At some northern latitudes, adult Great Blue Herons gather in flocks on the ground for several days in spring before entering colony sites (“gathering grounds” sensu Mock 1976). The species is not known to occupy gathering grounds in Texas or Michigan; in some regions, individuals roost at colony-sites year-round (Cottrille and Cottrille 1958, Mock 1976). The function of gathering grounds is unclear.
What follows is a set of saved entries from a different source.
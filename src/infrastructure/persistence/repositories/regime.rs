//! SQLite `RegimeAlertRepository`: one row per calendar date, upserted
//! by the Regime worker each cycle (spec §4.4). Grounded in the
//! teacher's candle upsert (`INSERT OR IGNORE` /
//! `ON CONFLICT(symbol, timestamp)`), extended here to a
//! conditional-overwrite upsert since a regime snapshot may be
//! recomputed intraday.

use async_trait::async_trait;
use chrono::NaiveDate;
use sqlx::{Row, SqlitePool};

use crate::domain::errors::RegimeError;
use crate::domain::regime::{
    ExposureBand, FuturesSnapshot, IndexDistributionDays, MarketPhase, MarketRegimeAlert, RegimeLabel, TrendLabel,
};
use crate::domain::repositories::RegimeAlertRepository;

pub struct SqliteRegimeAlertRepository {
    pool: SqlitePool,
}

impl SqliteRegimeAlertRepository {
    pub fn new(pool: SqlitePool) -> Self {
        SqliteRegimeAlertRepository { pool }
    }

    fn map_row(row: &sqlx::sqlite::SqliteRow) -> Result<MarketRegimeAlert, RegimeError> {
        let date_str: String = row.try_get("date").unwrap_or_default();
        let date = date_str.parse::<NaiveDate>().unwrap_or_default();
        let spy_json: String = row.try_get("spy_dday_json").unwrap_or_default();
        let qqq_json: String = row.try_get("qqq_dday_json").unwrap_or_default();
        let futures_json: Option<String> = row.try_get("futures_json").ok().flatten();
        let trend_label_str: String = row.try_get("trend_label").unwrap_or_default();
        let market_phase_str: String = row.try_get("market_phase").unwrap_or_default();
        let regime_label_str: String = row.try_get("regime_label").unwrap_or_default();

        Ok(MarketRegimeAlert {
            date,
            spy_distribution_days: serde_json::from_str::<IndexDistributionDays>(&spy_json).unwrap_or_default(),
            qqq_distribution_days: serde_json::from_str::<IndexDistributionDays>(&qqq_json).unwrap_or_default(),
            trend_label: parse_trend_label(&trend_label_str),
            market_phase: parse_market_phase(&market_phase_str),
            composite_score: row.try_get("composite_score").unwrap_or_default(),
            regime_label: parse_regime_label(&regime_label_str),
            futures: futures_json.and_then(|s| serde_json::from_str::<FuturesSnapshot>(&s).ok()),
            exposure_band: ExposureBand {
                min_pct: row.try_get::<i64, _>("exposure_min_pct").unwrap_or_default() as u8,
                max_pct: row.try_get::<i64, _>("exposure_max_pct").unwrap_or_default() as u8,
            },
            alert_sent: row.try_get::<i64, _>("alert_sent").unwrap_or_default() != 0,
        })
    }
}

fn parse_trend_label(s: &str) -> TrendLabel {
    match s {
        "improving" => TrendLabel::Improving,
        "worsening" => TrendLabel::Worsening,
        _ => TrendLabel::Flat,
    }
}

fn parse_market_phase(s: &str) -> MarketPhase {
    match s {
        "confirmed_uptrend" => MarketPhase::ConfirmedUptrend,
        "rally_attempt" => MarketPhase::RallyAttempt,
        "market_in_correction" => MarketPhase::MarketInCorrection,
        _ => MarketPhase::UptrendUnderPressure,
    }
}

fn parse_regime_label(s: &str) -> RegimeLabel {
    match s {
        "bullish" => RegimeLabel::Bullish,
        "bearish" => RegimeLabel::Bearish,
        _ => RegimeLabel::Neutral,
    }
}

#[async_trait]
impl RegimeAlertRepository for SqliteRegimeAlertRepository {
    async fn get_latest(&self) -> Result<Option<MarketRegimeAlert>, RegimeError> {
        let row = sqlx::query("SELECT * FROM regime_alerts ORDER BY date DESC LIMIT 1")
            .fetch_optional(&self.pool)
            .await
            .map_err(|_| RegimeError::InsufficientBars { symbol: "regime".to_string(), need: 0, have: 0 })?;
        row.as_ref().map(Self::map_row).transpose()
    }

    async fn upsert_for_date(
        &self,
        date: NaiveDate,
        snapshot: MarketRegimeAlert,
        overwrite: bool,
    ) -> Result<MarketRegimeAlert, RegimeError> {
        if !overwrite {
            let existing = sqlx::query("SELECT date FROM regime_alerts WHERE date = ?")
                .bind(date.to_string())
                .fetch_optional(&self.pool)
                .await
                .map_err(|_| RegimeError::DuplicateSnapshot { date })?;
            if existing.is_some() {
                return Err(RegimeError::DuplicateSnapshot { date });
            }
        }

        let spy_json = serde_json::to_string(&snapshot.spy_distribution_days).unwrap_or_default();
        let qqq_json = serde_json::to_string(&snapshot.qqq_distribution_days).unwrap_or_default();
        let futures_json = snapshot.futures.as_ref().map(|f| serde_json::to_string(f).unwrap_or_default());
        let trend_label_str = match snapshot.trend_label {
            TrendLabel::Improving => "improving",
            TrendLabel::Worsening => "worsening",
            TrendLabel::Flat => "flat",
        };
        let market_phase_str = match snapshot.market_phase {
            MarketPhase::ConfirmedUptrend => "confirmed_uptrend",
            MarketPhase::RallyAttempt => "rally_attempt",
            MarketPhase::UptrendUnderPressure => "uptrend_under_pressure",
            MarketPhase::MarketInCorrection => "market_in_correction",
        };
        let regime_label_str = match snapshot.regime_label {
            RegimeLabel::Bullish => "bullish",
            RegimeLabel::Neutral => "neutral",
            RegimeLabel::Bearish => "bearish",
        };

        sqlx::query(
            r#"
            INSERT INTO regime_alerts (
                date, spy_dday_json, qqq_dday_json, trend_label, market_phase, composite_score,
                regime_label, futures_json, exposure_min_pct, exposure_max_pct, alert_sent
            ) VALUES (?, ?, ?, ?, ?, ?, ?, ?, ?, ?, ?)
            ON CONFLICT(date) DO UPDATE SET
                spy_dday_json = excluded.spy_dday_json,
                qqq_dday_json = excluded.qqq_dday_json,
                trend_label = excluded.trend_label,
                market_phase = excluded.market_phase,
                composite_score = excluded.composite_score,
                regime_label = excluded.regime_label,
                futures_json = excluded.futures_json,
                exposure_min_pct = excluded.exposure_min_pct,
                exposure_max_pct = excluded.exposure_max_pct,
                alert_sent = excluded.alert_sent
            "#,
        )
        .bind(date.to_string())
        .bind(&spy_json)
        .bind(&qqq_json)
        .bind(trend_label_str)
        .bind(market_phase_str)
        .bind(snapshot.composite_score)
        .bind(regime_label_str)
        .bind(&futures_json)
        .bind(snapshot.exposure_band.min_pct as i64)
        .bind(snapshot.exposure_band.max_pct as i64)
        .bind(snapshot.alert_sent as i64)
        .execute(&self.pool)
        .await
        .map_err(|_| RegimeError::DuplicateSnapshot { date })?;

        Ok(snapshot)
    }
}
Little published information on dates of pair formation. Dates of the earliest adult Herodias group herons returning to colony-sites are as follows: California, Dec (Brandman 1976); Texas, Jan (Mock 1976); British Columbia, mid-Jan on the coast, late Mar at interior sites (Butler et al. 1986, RWB, Cannings et al. 1987, Vennesland 2000); Pennsylvania, mid-Feb (E. Bruckner pers. comm.); Ohio, mid-Feb to mid-Mar (Burkholder and Smith 1991); and Alberta, late Mar (Vermeer 1969d). Herons in some colonies are apt to depart from colony sites with little provocation at this early point in the nesting cycle (Vos et al. 1985, Butler 1995, Vennesland 2010). Herons may be inhibited from displaying to each other by high winds and low temperatures (Palmer 1962a). Courtship to egg laying occurs from early Jan to mid-Mar in California (Brandman 1976); and mid-Feb to early Apr in British Columbia (Vennesland 2000, RWB). Occidentalis group herons breed year-round, but most begin between Sep and Feb (Powell 1983).

First Brood Per Season

Figure 3. Dates for first eggs being laid by Great Blue Herons include: late Feb in Oregon (Henny and Bethers 1971) and northern California (Pratt 1970, Pratt and Winkler 1985); early Mar in southern California (Brandman 1976); 3rd week of Mar in Idaho (Collazo 1981); late March and April in Ohio (Burkholder and Smith 1991); Mar to early Apr in coastal British Columbia (Butler 1989, Vennesland 2000); mid-Apr in Nova Scotia (McAloney 1973, Quinney 1983); and late Apr in Alberta (Vermeer 1969d).

Second Brood Per Season

It is unclear how many late-laid clutches are first or second attempts for Great Blue Herons. In California, 2 pairs renested after fledging their first brood, and 5 pairs renested after the death of nestlings (Brandman 1976). In a study of 35 breeding colonies, Vennesland (2000) found that 25% of 208 failed nests were re-used by the same or a different pair, and that late nesting pairs produced fewer fledglings than early nesting pairs. One study found that most herons chose new mates after the failure of first nesting attempts (Simpson 1984c). In British Columbia, the nesting season is longer (about 4 months) than needed biologically (about 3 months; Vennesland 2000), providing time for re-nesting attempts. However, there likely is insufficient time to raise 2 broods at northern latitudes.

Nest Site

Selection

Great Blue Herons nest as single pairs, but mostly in colonies (Figure 4) that are typically < 500 nests (Butler 1997, Gibbs and Kinkel 1997, Kelly et al. 2007), but in at least one case > 1,000 pairs (Witt 2006). The number of nests has been positively related to the area of nearby foraging habitat in British Columbia (Butler 1991, Knight 2010), Oregon (Werschkul et al. 1977, Bayer and McMahon 1981), Maine (Gibbs et al. 1987b, Gibbs 1991), and Illinois (Gibbs and Kinkel 1997). In some regions, the location of colony sites has been best explained by the distribution of foraging habitats (coastal British Columbia - Butler 1991, Knight 2010; Maine - Gibbs 1991; and Illinois - Gibbs and Kinkel 1997), but not in the San Francisco Bay area (Kelly et al. 1993).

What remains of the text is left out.